Not all that much -- sets whose sizes bounce around a lot, and which
are also iterated over a lot, haven't stuck out as an important use
case.  Typically, if a set or dict gets iterated over at all, that
happens once near the end of its life.

> If you have a document listing all the design decisions that went into
> dict implementation, then please send it to me and I won't ask about
> things that were already thought about.

Lots of info in the source; Josiah already pointed at the most useful dict docs.
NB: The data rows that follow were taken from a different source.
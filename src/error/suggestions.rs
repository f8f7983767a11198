//! Context-aware error suggestions.
//!
//! Complements the static suggestions in the `codes` module with hints built
//! from the error context (offending ids, misspelled column names).

use serde_json::Value;

use super::codes::ErrorCode;
use crate::schema::Column;

/// Generate a context-aware suggestion for an error.
pub fn suggest_for_error(code: ErrorCode, context: Option<&Value>) -> String {
    match code {
        ErrorCode::DuplicateSkillId => suggest_duplicate_ids(context),
        ErrorCode::UnknownColumn => suggest_unknown_columns(context),
        ErrorCode::InvalidFieldValue | ErrorCode::SchemaViolations => {
            suggest_for_skills(code, context)
        }
        ErrorCode::SkillNotFound => suggest_skill_not_found(context),
        ErrorCode::ConfigMissingRequired => suggest_config_missing_required(context),
        _ => code.suggestion().to_string(),
    }
}

fn string_list(context: Option<&Value>, key: &str) -> Vec<String> {
    context
        .and_then(|c| c.get(key))
        .and_then(Value::as_array)
        .map(|values| {
            values
                .iter()
                .filter_map(Value::as_str)
                .map(str::to_string)
                .collect()
        })
        .unwrap_or_default()
}

fn suggest_duplicate_ids(context: Option<&Value>) -> String {
    let ids = string_list(context, "ids");
    if ids.is_empty() {
        return ErrorCode::DuplicateSkillId.suggestion().to_string();
    }
    format!(
        "Skill id(s) declared more than once: {}\nKeep one authoritative declaration per id; divergent copies belong in `skillcat reconcile`",
        ids.join(", ")
    )
}

fn suggest_unknown_columns(context: Option<&Value>) -> String {
    let columns = string_list(context, "columns");
    if columns.is_empty() {
        return ErrorCode::UnknownColumn.suggestion().to_string();
    }

    let names: Vec<&str> = Column::ALL.iter().map(|c| c.name()).collect();
    let hints: Vec<String> = columns
        .iter()
        .map(|column| match suggest_similar_columns(column, &names, 1).first() {
            Some(best) => format!("'{column}' (did you mean '{best}'?)"),
            None => format!("'{column}'"),
        })
        .collect();

    format!("Unrecognized field(s): {}", hints.join(", "))
}

fn suggest_for_skills(code: ErrorCode, context: Option<&Value>) -> String {
    let skill_ids = string_list(context, "skill_ids");
    if skill_ids.is_empty() {
        return code.suggestion().to_string();
    }
    format!("Skills to fix: {}\n{}", skill_ids.join(", "), code.suggestion())
}

fn suggest_skill_not_found(context: Option<&Value>) -> String {
    match context
        .and_then(|c| c.get("skill_id"))
        .and_then(Value::as_str)
    {
        Some(id) => format!(
            "Skill '{id}' is not in the dataset. Check the id, or add the skill to the catalogue and rebuild"
        ),
        None => ErrorCode::SkillNotFound.suggestion().to_string(),
    }
}

fn suggest_config_missing_required(context: Option<&Value>) -> String {
    match context
        .and_then(|c| c.get("config_key"))
        .and_then(Value::as_str)
    {
        Some(key) => format!(
            "Required config '{key}' is missing. Pass it as a flag or set it in skillcat.toml"
        ),
        None => ErrorCode::ConfigMissingRequired.suggestion().to_string(),
    }
}

/// Rank known column names by closeness to a misspelled one.
pub fn suggest_similar_columns(query: &str, available: &[&str], max_suggestions: usize) -> Vec<String> {
    let query_lower = query.to_lowercase();
    let mut scored: Vec<_> = available
        .iter()
        .map(|name| (name, edit_distance(&query_lower, &name.to_lowercase())))
        .filter(|(name, distance)| *distance <= typo_budget(name.chars().count()))
        .collect();

    scored.sort_by_key(|(_, distance)| *distance);
    scored
        .into_iter()
        .take(max_suggestions)
        .map(|(name, _)| (*name).to_string())
        .collect()
}

fn typo_budget(len: usize) -> usize {
    (len / 3).max(2)
}

/// Levenshtein distance over chars.
fn edit_distance(a: &str, b: &str) -> usize {
    let b_chars: Vec<char> = b.chars().collect();
    let mut previous: Vec<usize> = (0..=b_chars.len()).collect();
    let mut current = vec![0; b_chars.len() + 1];

    for (i, ca) in a.chars().enumerate() {
        current[0] = i + 1;
        for (j, cb) in b_chars.iter().enumerate() {
            let cost = usize::from(ca != *cb);
            current[j + 1] = (previous[j] + cost)
                .min(previous[j + 1] + 1)
                .min(current[j] + 1);
        }
        std::mem::swap(&mut previous, &mut current);
    }

    previous[b_chars.len()]
}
> But the answer is, yes. I beleive that the current dict resizing
> scheme was born before the iterator protocol was introduced, and it
> may be a reason why the current scheme doesn't try to minimize the
> number of empty hash table entries.

Dict resizing was designed before the Python-level iteration protocol,
but under the covers dicts offered the PyDict_Next() C-level iteration
protocol "forever".  It's not the iteration protocol (or lack thereof)
that drives this.

Far more important is that dicts have always been heavily used by
Python itself, in its own implementation, for a variety of namespaces:
 the global dict, originally the local dict too, for class dicts and
instance dicts, and to pass keyword arguments.  Note that all those
cases use strings for keys, and in fact Python originally supported
only string-keyed dicts.  In all those cases too, deletions are at
worst very rare, and iteration a minor use case.